- _Exercise_:
Scan the data below and give the number of lines that include the word "slice", with no other words.

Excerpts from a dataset
————

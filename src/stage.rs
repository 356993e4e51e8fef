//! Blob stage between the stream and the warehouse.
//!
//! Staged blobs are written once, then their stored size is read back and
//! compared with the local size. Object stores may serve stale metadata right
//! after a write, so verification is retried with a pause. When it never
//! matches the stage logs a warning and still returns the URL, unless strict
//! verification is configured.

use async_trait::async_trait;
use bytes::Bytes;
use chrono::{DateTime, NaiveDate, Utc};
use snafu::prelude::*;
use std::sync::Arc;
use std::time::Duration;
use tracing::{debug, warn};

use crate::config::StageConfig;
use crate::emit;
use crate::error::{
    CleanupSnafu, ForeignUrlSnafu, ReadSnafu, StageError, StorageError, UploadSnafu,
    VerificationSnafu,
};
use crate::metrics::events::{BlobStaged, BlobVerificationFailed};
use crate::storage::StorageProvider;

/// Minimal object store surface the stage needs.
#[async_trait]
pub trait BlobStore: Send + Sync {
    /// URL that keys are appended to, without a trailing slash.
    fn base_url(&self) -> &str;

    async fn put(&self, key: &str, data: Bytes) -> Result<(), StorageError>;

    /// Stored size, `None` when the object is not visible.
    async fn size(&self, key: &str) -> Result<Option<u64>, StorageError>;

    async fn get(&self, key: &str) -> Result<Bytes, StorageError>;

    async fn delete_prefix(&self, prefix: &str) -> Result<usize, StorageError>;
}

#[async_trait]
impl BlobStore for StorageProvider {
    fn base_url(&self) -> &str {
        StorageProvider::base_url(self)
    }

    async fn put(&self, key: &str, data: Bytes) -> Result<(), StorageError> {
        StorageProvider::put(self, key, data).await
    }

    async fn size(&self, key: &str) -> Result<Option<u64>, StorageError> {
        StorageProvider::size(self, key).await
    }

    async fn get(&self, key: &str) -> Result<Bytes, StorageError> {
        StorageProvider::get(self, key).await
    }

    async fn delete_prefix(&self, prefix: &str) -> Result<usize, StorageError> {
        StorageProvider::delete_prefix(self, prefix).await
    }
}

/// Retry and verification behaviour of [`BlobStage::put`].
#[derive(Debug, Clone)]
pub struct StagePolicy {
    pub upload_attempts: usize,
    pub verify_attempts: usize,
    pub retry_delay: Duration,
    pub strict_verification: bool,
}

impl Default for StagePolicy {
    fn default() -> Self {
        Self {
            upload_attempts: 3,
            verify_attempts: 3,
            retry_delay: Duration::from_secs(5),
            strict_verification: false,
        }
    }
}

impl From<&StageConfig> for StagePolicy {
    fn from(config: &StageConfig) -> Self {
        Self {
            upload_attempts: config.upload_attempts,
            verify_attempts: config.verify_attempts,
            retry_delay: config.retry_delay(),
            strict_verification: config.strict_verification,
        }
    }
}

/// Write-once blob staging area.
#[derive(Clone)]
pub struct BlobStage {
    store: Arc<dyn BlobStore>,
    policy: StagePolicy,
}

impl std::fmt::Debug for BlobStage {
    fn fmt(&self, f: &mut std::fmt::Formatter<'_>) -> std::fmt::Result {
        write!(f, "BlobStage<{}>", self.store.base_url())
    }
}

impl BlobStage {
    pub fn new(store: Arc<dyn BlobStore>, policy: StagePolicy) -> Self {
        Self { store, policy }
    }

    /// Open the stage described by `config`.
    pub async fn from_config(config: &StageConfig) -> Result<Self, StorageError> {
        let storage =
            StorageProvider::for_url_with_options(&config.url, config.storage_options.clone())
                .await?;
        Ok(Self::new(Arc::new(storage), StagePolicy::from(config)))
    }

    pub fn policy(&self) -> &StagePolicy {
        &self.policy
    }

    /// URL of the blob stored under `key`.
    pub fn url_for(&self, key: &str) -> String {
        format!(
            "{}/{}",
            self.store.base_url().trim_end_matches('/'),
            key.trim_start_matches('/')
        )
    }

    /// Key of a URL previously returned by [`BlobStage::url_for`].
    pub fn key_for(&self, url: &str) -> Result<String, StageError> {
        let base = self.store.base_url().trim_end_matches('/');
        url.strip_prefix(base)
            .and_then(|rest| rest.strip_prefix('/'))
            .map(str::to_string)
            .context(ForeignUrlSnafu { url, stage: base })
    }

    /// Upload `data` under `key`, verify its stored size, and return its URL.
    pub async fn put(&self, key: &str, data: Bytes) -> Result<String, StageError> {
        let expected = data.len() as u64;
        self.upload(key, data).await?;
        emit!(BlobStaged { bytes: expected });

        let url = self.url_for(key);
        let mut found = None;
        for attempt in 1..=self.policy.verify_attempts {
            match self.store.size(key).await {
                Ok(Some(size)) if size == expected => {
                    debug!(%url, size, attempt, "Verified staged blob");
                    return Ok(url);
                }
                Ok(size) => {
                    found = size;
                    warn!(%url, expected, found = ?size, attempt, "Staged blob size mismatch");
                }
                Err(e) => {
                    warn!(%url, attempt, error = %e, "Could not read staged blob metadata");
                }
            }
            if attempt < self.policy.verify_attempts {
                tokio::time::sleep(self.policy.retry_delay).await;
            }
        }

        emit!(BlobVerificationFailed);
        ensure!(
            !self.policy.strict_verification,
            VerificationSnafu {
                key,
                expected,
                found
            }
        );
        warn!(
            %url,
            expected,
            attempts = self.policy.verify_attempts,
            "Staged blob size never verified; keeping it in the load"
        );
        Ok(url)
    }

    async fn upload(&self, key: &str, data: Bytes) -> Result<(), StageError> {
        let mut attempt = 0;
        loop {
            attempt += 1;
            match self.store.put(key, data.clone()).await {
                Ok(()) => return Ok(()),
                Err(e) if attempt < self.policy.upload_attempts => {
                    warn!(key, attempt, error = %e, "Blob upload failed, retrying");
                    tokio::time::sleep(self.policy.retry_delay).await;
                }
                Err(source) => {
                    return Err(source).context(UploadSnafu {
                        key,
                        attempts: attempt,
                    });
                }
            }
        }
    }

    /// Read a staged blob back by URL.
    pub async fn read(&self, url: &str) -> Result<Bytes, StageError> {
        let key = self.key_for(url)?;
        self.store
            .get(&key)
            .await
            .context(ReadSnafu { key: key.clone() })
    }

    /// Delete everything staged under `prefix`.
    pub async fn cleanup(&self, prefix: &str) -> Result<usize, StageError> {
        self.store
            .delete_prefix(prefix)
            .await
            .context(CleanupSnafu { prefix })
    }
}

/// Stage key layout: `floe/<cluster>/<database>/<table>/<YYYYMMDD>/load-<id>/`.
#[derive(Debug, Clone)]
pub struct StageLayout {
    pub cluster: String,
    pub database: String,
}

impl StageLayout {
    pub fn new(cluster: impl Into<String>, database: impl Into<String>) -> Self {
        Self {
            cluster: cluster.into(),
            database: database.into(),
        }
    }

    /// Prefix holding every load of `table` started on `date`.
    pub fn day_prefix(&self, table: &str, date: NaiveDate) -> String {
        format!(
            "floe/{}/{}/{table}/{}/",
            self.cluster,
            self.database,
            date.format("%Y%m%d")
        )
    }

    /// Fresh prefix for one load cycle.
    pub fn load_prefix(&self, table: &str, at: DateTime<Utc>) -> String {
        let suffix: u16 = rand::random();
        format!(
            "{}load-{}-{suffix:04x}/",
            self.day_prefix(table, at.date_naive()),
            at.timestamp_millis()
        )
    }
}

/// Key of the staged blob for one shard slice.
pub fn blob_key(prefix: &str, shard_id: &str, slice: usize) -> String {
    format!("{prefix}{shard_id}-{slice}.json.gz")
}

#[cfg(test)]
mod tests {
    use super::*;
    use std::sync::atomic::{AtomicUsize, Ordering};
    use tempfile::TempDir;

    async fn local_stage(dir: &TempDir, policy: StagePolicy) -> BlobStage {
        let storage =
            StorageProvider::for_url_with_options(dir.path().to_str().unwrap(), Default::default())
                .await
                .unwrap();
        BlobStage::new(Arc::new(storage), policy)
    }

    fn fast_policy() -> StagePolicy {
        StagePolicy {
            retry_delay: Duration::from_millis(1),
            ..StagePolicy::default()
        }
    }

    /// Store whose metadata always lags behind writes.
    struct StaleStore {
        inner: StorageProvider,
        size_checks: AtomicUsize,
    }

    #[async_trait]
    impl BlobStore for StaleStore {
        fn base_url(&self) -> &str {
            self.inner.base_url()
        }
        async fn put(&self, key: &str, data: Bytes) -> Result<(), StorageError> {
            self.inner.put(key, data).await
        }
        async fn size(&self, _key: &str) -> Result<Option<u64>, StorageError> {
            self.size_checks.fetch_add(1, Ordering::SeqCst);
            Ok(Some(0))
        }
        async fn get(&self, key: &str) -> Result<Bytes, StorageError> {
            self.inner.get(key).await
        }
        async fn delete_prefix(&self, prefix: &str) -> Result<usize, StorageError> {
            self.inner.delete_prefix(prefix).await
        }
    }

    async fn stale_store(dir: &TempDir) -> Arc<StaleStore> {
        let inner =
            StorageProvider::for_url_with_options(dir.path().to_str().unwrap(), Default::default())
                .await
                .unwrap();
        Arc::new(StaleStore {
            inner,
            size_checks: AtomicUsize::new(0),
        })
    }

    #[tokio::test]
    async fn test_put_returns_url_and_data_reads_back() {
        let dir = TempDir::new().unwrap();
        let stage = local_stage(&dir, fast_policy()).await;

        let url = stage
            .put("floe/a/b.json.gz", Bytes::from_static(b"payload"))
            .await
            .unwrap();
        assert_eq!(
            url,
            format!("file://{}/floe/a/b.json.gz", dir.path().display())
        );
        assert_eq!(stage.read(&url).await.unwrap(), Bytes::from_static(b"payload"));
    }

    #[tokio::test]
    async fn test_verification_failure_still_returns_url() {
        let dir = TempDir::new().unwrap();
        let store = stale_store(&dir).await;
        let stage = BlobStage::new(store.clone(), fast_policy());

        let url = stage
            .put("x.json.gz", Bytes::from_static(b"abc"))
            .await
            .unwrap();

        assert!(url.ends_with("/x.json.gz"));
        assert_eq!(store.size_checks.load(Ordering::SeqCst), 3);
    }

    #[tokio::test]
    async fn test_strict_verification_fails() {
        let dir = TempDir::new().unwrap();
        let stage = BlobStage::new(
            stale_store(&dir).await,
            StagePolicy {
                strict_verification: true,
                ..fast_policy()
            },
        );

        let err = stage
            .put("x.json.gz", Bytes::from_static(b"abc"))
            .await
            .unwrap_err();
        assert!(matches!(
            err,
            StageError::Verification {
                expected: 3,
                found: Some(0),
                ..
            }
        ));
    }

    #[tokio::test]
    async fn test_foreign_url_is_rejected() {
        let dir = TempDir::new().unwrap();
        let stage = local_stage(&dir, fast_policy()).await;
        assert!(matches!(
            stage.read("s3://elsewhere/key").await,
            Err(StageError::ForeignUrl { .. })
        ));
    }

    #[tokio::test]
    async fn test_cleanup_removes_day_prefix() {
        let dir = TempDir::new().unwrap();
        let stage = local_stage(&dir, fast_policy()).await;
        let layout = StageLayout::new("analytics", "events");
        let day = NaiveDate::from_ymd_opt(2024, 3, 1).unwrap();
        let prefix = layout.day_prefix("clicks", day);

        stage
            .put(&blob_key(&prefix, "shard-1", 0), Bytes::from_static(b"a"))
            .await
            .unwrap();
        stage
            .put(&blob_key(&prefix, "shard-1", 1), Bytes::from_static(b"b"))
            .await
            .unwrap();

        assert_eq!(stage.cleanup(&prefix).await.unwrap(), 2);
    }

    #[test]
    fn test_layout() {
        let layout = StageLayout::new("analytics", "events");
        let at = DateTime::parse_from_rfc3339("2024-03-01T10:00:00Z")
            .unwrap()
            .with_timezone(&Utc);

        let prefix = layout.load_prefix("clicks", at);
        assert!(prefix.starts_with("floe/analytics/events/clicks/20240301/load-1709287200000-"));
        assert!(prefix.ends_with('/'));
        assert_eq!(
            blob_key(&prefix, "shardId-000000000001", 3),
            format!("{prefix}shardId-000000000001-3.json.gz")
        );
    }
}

————

- _Answer to this exercise_:
3